Hades, or the Unseen
Revelation 1:17-20
And when I saw him, I fell at his feet as dead. And he laid his right hand on me, saying to me, Fear not; I am the first and the last:…


I. I propose TO EXPLAIN WHAT I MEAN BY HADES. The term signifies the place Unseen; or, more properly, the Unseen. And by the Unseen I understand a place or state distinct from the grave, which receives only the bodies, while it, in its awful circle, includes the souls of the departed — different from Gehenna, or the Lake of Fire, which engulfs ultimately both the bodies and the souls of the lost — distinct from heaven, where "summer high in bliss" the angelic spirits, and where, like a mount of diamond, arises the throne of God! As to its character, it is invisible to mortal eye, and inaccessible to human footstep. It is probably divided into two compartments; the one containing, as in a prison, the souls of the wicked; the other, as in a place of safe keeping, preserving the spirits of the just. It has been asked, Shall this Hades be properly a place or a state? Some argue that spirits separated from their bodies cannot be confined to, or connected with, any particular place, but may, nay must, be at large through the vast spaces of the universe. But it would rather appear that (as has been said by the intrepid Bishop of St. Asaph) "to exist without relation to place seems to be one of the incommunicable properties of the Divine nature; and it is hardly to be conceived that any created spirit, of however high an order, can be without locality, or without such determination of its existence, at any given time, to some certain place, that it shall be true to say of it, 'Here it is, and not elsewhere;'" and that, therefore, there is somewhere a particular spot where all separated spirits reside. Another question irresistibly occurs, Where is this place situated? Some maintain that it lies in the bowels of the earth, and ground this opinion upon the fact that the language of Scripture frequently represents the dead as gone down-wards — upon the fact that Christ is said to have descended into the lower parts of the earth; upon the fact that all nations, in all ages, have supposed the abode of the dead to be beneath. But without venturing further into this dark and doubtful field, I remark once more, that this state is not an ultimate or everlasting state.

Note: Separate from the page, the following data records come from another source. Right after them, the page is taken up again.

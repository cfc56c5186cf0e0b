use crate::{ClientResult, RxClient};
use api_shared::MedicationQuery;
use rx_core::medication::Medication;
use serde::de::DeserializeOwned;
use serde::Serialize;
use std::marker::PhantomData;

/// CRUD operations on one REST collection.
///
/// `T` is the stored record, `D` the draft sent on create and update, `Q` the list filters.
pub struct Resource<'a, T, D, Q> {
    client: &'a RxClient,
    plural: &'static str,
    singular: &'static str,
    _types: PhantomData<fn() -> (T, D, Q)>,
}

impl<'a, T, D, Q> Resource<'a, T, D, Q>
where
    T: DeserializeOwned,
    D: Serialize,
    Q: Serialize,
{
    pub(crate) fn new(client: &'a RxClient, plural: &'static str, singular: &'static str) -> Self {
        Self {
            client,
            plural,
            singular,
            _types: PhantomData,
        }
    }

    fn item_url(&self, id: &str) -> String {
        self.client.url(&format!("{}/{}", self.plural, id))
    }

    pub async fn list(&self, filters: &Q) -> ClientResult<Vec<T>> {
        let request = self.client.http.get(self.client.url(self.plural)).query(filters);
        self.client
            .send_json(request, format!("Failed to fetch {}", self.plural))
            .await
    }

    pub async fn get(&self, id: &str) -> ClientResult<T> {
        let request = self.client.http.get(self.item_url(id));
        self.client
            .send_json(request, format!("Failed to fetch {}", self.singular))
            .await
    }

    pub async fn create(&self, draft: &D) -> ClientResult<T> {
        let request = self.client.http.post(self.client.url(self.plural)).json(draft);
        self.client
            .send_json(request, format!("Failed to create {}", self.singular))
            .await
    }

    /// Sends a partial update with `PUT`; absent draft fields are left unchanged.
    pub async fn update(&self, id: &str, patch: &D) -> ClientResult<T> {
        let request = self.client.http.put(self.item_url(id)).json(patch);
        self.client
            .send_json(request, format!("Failed to update {}", self.singular))
            .await
    }

    pub async fn delete(&self, id: &str) -> ClientResult<()> {
        let request = self.client.http.delete(self.item_url(id));
        self.client
            .send(request, format!("Failed to delete {}", self.singular))
            .await?;
        Ok(())
    }
}

/// Read-only access to the medication catalog.
pub struct Catalog<'a> {
    client: &'a RxClient,
}

impl<'a> Catalog<'a> {
    pub(crate) fn new(client: &'a RxClient) -> Self {
        Self { client }
    }

    pub async fn list(&self, search: Option<&str>) -> ClientResult<Vec<Medication>> {
        let query = MedicationQuery {
            search: search.map(str::to_string),
        };
        let request = self
            .client
            .http
            .get(self.client.url("medications"))
            .query(&query);
        self.client
            .send_json(request, "Failed to fetch medications".into())
            .await
    }

    pub async fn get(&self, id: &str) -> ClientResult<Medication> {
        let request = self
            .client
            .http
            .get(self.client.url(&format!("medications/{id}")));
        self.client
            .send_json(request, "Failed to fetch medication".into())
            .await
    }
}
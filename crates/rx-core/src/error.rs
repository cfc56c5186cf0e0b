use crate::validation::FieldError;

#[derive(Debug, thiserror::Error)]
pub enum RxError {
    #[error("invalid input: {0}")]
    InvalidInput(String),
    #[error("{kind} not found: {id}")]
    NotFound { kind: &'static str, id: String },
    #[error("validation failed: {}", crate::validation::format_validation_errors(.0))]
    Validation(Vec<FieldError>),
    #[error("failed to create storage directory: {0}")]
    StorageDirCreation(std::io::Error),
    #[error("failed to write record file: {0}")]
    FileWrite(std::io::Error),
    #[error("failed to read record file: {0}")]
    FileRead(std::io::Error),
    #[error("failed to remove record: {0}")]
    FileRemove(std::io::Error),
    #[error("failed to serialize record: {0}")]
    Serialization(serde_json::Error),
    #[error("failed to deserialize record: {0}")]
    Deserialization(serde_json::Error),
    #[error("invalid record id: {0}")]
    Uuid(#[from] rx_uuid::UuidError),
    #[error("invalid text: {0}")]
    Text(#[from] rx_types::TextError),
}

pub type RxResult<T> = std::result::Result<T, RxError>;
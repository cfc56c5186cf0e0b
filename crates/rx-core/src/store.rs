//! File-backed JSON record storage.
//!
//! Each record is written to its own file inside a sharded directory:
//!
//! ```text
//! <collection_dir>/
//!   <s1>/
//!     <s2>/
//!       <id>/
//!         record.json
//! ```
//!
//! where `s1` and `s2` are the first four hex characters of the record id (see
//! [`RecordId::sharded_dir`]). Records are always written whole; there is no locking, so the
//! last writer wins.

use crate::constants::RECORD_JSON_FILENAME;
use crate::{RecordId, RxError, RxResult};
use serde::de::DeserializeOwned;
use serde::Serialize;
use std::fs;
use std::marker::PhantomData;
use std::path::{Path, PathBuf};

/// A value that can be stored in a [`RecordStore`].
pub trait Record: Serialize + DeserializeOwned {
    /// Human-readable kind, used in not-found errors and log lines.
    const KIND: &'static str;

    fn id(&self) -> RecordId;
}

/// Stores records of one type under a collection directory.
#[derive(Debug)]
pub struct RecordStore<T> {
    dir: PathBuf,
    _record: PhantomData<fn() -> T>,
}

impl<T> Clone for RecordStore<T> {
    fn clone(&self) -> Self {
        Self {
            dir: self.dir.clone(),
            _record: PhantomData,
        }
    }
}

impl<T: Record> RecordStore<T> {
    pub fn new(dir: PathBuf) -> Self {
        Self {
            dir,
            _record: PhantomData,
        }
    }

    pub fn dir(&self) -> &Path {
        &self.dir
    }

    fn record_path(&self, id: &RecordId) -> PathBuf {
        id.sharded_dir(&self.dir).join(RECORD_JSON_FILENAME)
    }

    fn not_found(id: &RecordId) -> RxError {
        RxError::NotFound {
            kind: T::KIND,
            id: id.to_string(),
        }
    }

    fn write(&self, record: &T) -> RxResult<()> {
        let record_dir = record.id().sharded_dir(&self.dir);
        fs::create_dir_all(&record_dir).map_err(RxError::StorageDirCreation)?;

        let json = serde_json::to_string_pretty(record).map_err(RxError::Serialization)?;
        fs::write(record_dir.join(RECORD_JSON_FILENAME), json).map_err(RxError::FileWrite)?;
        Ok(())
    }

    /// Writes a new record.
    ///
    /// # Errors
    ///
    /// Returns `RxError::InvalidInput` if a record with the same id already exists, or a storage
    /// error if the directory or file cannot be written.
    pub fn insert(&self, record: &T) -> RxResult<()> {
        if self.record_path(&record.id()).is_file() {
            return Err(RxError::InvalidInput(format!(
                "{} already exists: {}",
                T::KIND,
                record.id()
            )));
        }
        self.write(record)?;
        tracing::debug!(kind = T::KIND, id = %record.id(), "record inserted");
        Ok(())
    }

    /// Reads one record.
    ///
    /// # Errors
    ///
    /// Returns `RxError::NotFound` if no record exists for `id`.
    pub fn get(&self, id: &RecordId) -> RxResult<T> {
        let path = self.record_path(id);
        if !path.is_file() {
            return Err(Self::not_found(id));
        }
        let contents = fs::read_to_string(&path).map_err(RxError::FileRead)?;
        serde_json::from_str(&contents).map_err(RxError::Deserialization)
    }

    /// Overwrites an existing record.
    ///
    /// # Errors
    ///
    /// Returns `RxError::NotFound` if the record does not exist yet.
    pub fn replace(&self, record: &T) -> RxResult<()> {
        if !self.record_path(&record.id()).is_file() {
            return Err(Self::not_found(&record.id()));
        }
        self.write(record)?;
        tracing::debug!(kind = T::KIND, id = %record.id(), "record replaced");
        Ok(())
    }

    /// Deletes a record directory.
    ///
    /// # Errors
    ///
    /// Returns `RxError::NotFound` if the record does not exist.
    pub fn remove(&self, id: &RecordId) -> RxResult<()> {
        let record_dir = id.sharded_dir(&self.dir);
        if !record_dir.join(RECORD_JSON_FILENAME).is_file() {
            return Err(Self::not_found(id));
        }
        fs::remove_dir_all(&record_dir).map_err(RxError::FileRemove)?;
        tracing::debug!(kind = T::KIND, id = %id, "record removed");
        Ok(())
    }

    /// Lists every readable record in the collection.
    ///
    /// A missing collection directory yields an empty list. Files that cannot be read or parsed
    /// are logged as warnings and skipped. Order follows the directory walk and is not stable.
    pub fn list(&self) -> Vec<T> {
        let mut records = Vec::new();

        let s1_iter = match fs::read_dir(&self.dir) {
            Ok(it) => it,
            Err(_) => return records,
        };
        for s1 in s1_iter.flatten() {
            let s1_path = s1.path();
            if !s1_path.is_dir() {
                continue;
            }

            let s2_iter = match fs::read_dir(&s1_path) {
                Ok(it) => it,
                Err(_) => continue,
            };

            for s2 in s2_iter.flatten() {
                let s2_path = s2.path();
                if !s2_path.is_dir() {
                    continue;
                }

                let id_iter = match fs::read_dir(&s2_path) {
                    Ok(it) => it,
                    Err(_) => continue,
                };

                for id_ent in id_iter.flatten() {
                    let record_path = id_ent.path().join(RECORD_JSON_FILENAME);
                    if !record_path.is_file() {
                        continue;
                    }

                    match fs::read_to_string(&record_path) {
                        Ok(contents) => match serde_json::from_str::<T>(&contents) {
                            Ok(record) => records.push(record),
                            Err(e) => tracing::warn!(
                                "failed to parse {}: {} - {}",
                                T::KIND,
                                record_path.display(),
                                e
                            ),
                        },
                        Err(e) => tracing::warn!(
                            "failed to read {}: {} - {}",
                            T::KIND,
                            record_path.display(),
                            e
                        ),
                    }
                }
            }
        }

        records
    }
}
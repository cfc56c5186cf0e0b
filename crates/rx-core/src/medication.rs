//! Medication catalog entries. Reference data only; never written by clients.

use serde::{Deserialize, Serialize};
use std::fmt;
use std::str::FromStr;
use utoipa::ToSchema;

#[derive(Debug, Clone, Copy, PartialEq, Eq, Hash, Serialize, Deserialize, ToSchema)]
#[serde(rename_all = "lowercase")]
pub enum MedicationForm {
    Tablet,
    Capsule,
    Liquid,
    Injection,
    Cream,
    Inhaler,
}

impl MedicationForm {
    pub const ALL: [MedicationForm; 6] = [
        MedicationForm::Tablet,
        MedicationForm::Capsule,
        MedicationForm::Liquid,
        MedicationForm::Injection,
        MedicationForm::Cream,
        MedicationForm::Inhaler,
    ];

    pub fn as_str(&self) -> &'static str {
        match self {
            MedicationForm::Tablet => "tablet",
            MedicationForm::Capsule => "capsule",
            MedicationForm::Liquid => "liquid",
            MedicationForm::Injection => "injection",
            MedicationForm::Cream => "cream",
            MedicationForm::Inhaler => "inhaler",
        }
    }
}

impl fmt::Display for MedicationForm {
    fn fmt(&self, f: &mut fmt::Formatter<'_>) -> fmt::Result {
        f.write_str(self.as_str())
    }
}

impl FromStr for MedicationForm {
    type Err = crate::RxError;

    fn from_str(s: &str) -> Result<Self, Self::Err> {
        Self::ALL
            .into_iter()
            .find(|form| form.as_str() == s)
            .ok_or_else(|| crate::RxError::InvalidInput(format!("unknown medication form: {s}")))
    }
}

#[derive(Debug, Clone, PartialEq, Eq, Serialize, Deserialize, ToSchema)]
#[serde(rename_all = "camelCase")]
pub struct Medication {
    pub id: String,
    pub name: String,
    #[serde(default, skip_serializing_if = "Option::is_none")]
    pub generic_name: Option<String>,
    pub strength: String,
    pub form: MedicationForm,
    pub manufacturer: String,
    /// National Drug Code.
    pub ndc: String,
}

impl Medication {
    /// Name and strength as shown on a prescription, e.g. `Amoxicillin 500mg`.
    pub fn display_name(&self) -> String {
        format!("{} {}", self.name, self.strength)
    }
}

#[cfg(test)]
mod tests {
    use super::*;

    #[test]
    fn test_form_parses_every_variant() {
        for form in MedicationForm::ALL {
            assert_eq!(form.as_str().parse::<MedicationForm>().unwrap(), form);
        }
        assert!("powder".parse::<MedicationForm>().is_err());
    }
}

II. I would DISABUSE YOUR MINDS OF SOME MISCONCEPTIONS OF THIS DOCTRINE. You are not, then, in the first place, to confound Hades with Purgatory, or to suppose that it gives, in the slightest degree, countenance to that wretched fiction of the Roman Catholic Church. The two places are essentially distinct. Hades is a place both of woe and of enjoyment, each unmingled in its kind. In Purgatory there is no joy at all, and the misery inflicted is for the purpose of rendering its victims fit for the enjoyments of heaven, and free from the torments of hell. Again, I beg of you not to suppose that this is a new doctrine. It is as old as the Old Testament.

III. I come now TO ARGUE THE POINT FROM SCRIPTURE. I might, indeed, have found plausible probabilities in support of it. It is probable that for souls separated from their bodies there should be a place set apart. God has provided distinct habitations for every other separate variety of created objects. He has provided the land for terrestrial quadrupeds; it is their world. He has provided the sea for fish; it is their peculiar province and native element. He has provided the air for birds. For angels He has expanded heaven; and for devils laid the dark foundations of hell. Why should He not, then, on the same principle, have prepared a separate abode for a class of beings so essentially distinct from every other in the universe, as separate spirits, which are neither angels nor devils, nor properly speaking, men? Separate spirits, however perfect in nature, are obviously in an imperfect or unfinished state. Wanting their material frames, they are comparatively naked; unsheathed in sense, they cannot hold such free intercourse with material things. It seems fit, therefore, that a kind of hiding-place should be provided for them. But is Scripture quite silent on the theme? No; it utters a distinct, if not a deafening sound.

1. Hades, in Scripture, is quite a different place from hell. The real terms in Holy Writ for hell are, Gehenna or Tophet, or the Lake of Fire. Hades is never, we believe, used to denote hell properly so called. It is sometimes used in connections where it must mean some other place — "Death and Hades were cast into the Lake of Fire." How absurd it were to speak of hell being cast into hell! "Thou wilt not leave my soul in Sheol or Hades." Here, assuredly, the term cannot mean hell, else it will follow that Christ's soul went down alive into that fearful pit, and shared there in the torments of the damned — a horrible supposition. It follows, therefore, inevitably, that the place where Christ went down was not the place of final punishment. But that place was Hades. But neither is it heaven by the same showing, since it were absurd to speak of Christ's soul being not left there. Neither can it be the grave, since into the grave His soul never went, and from it could never have risen.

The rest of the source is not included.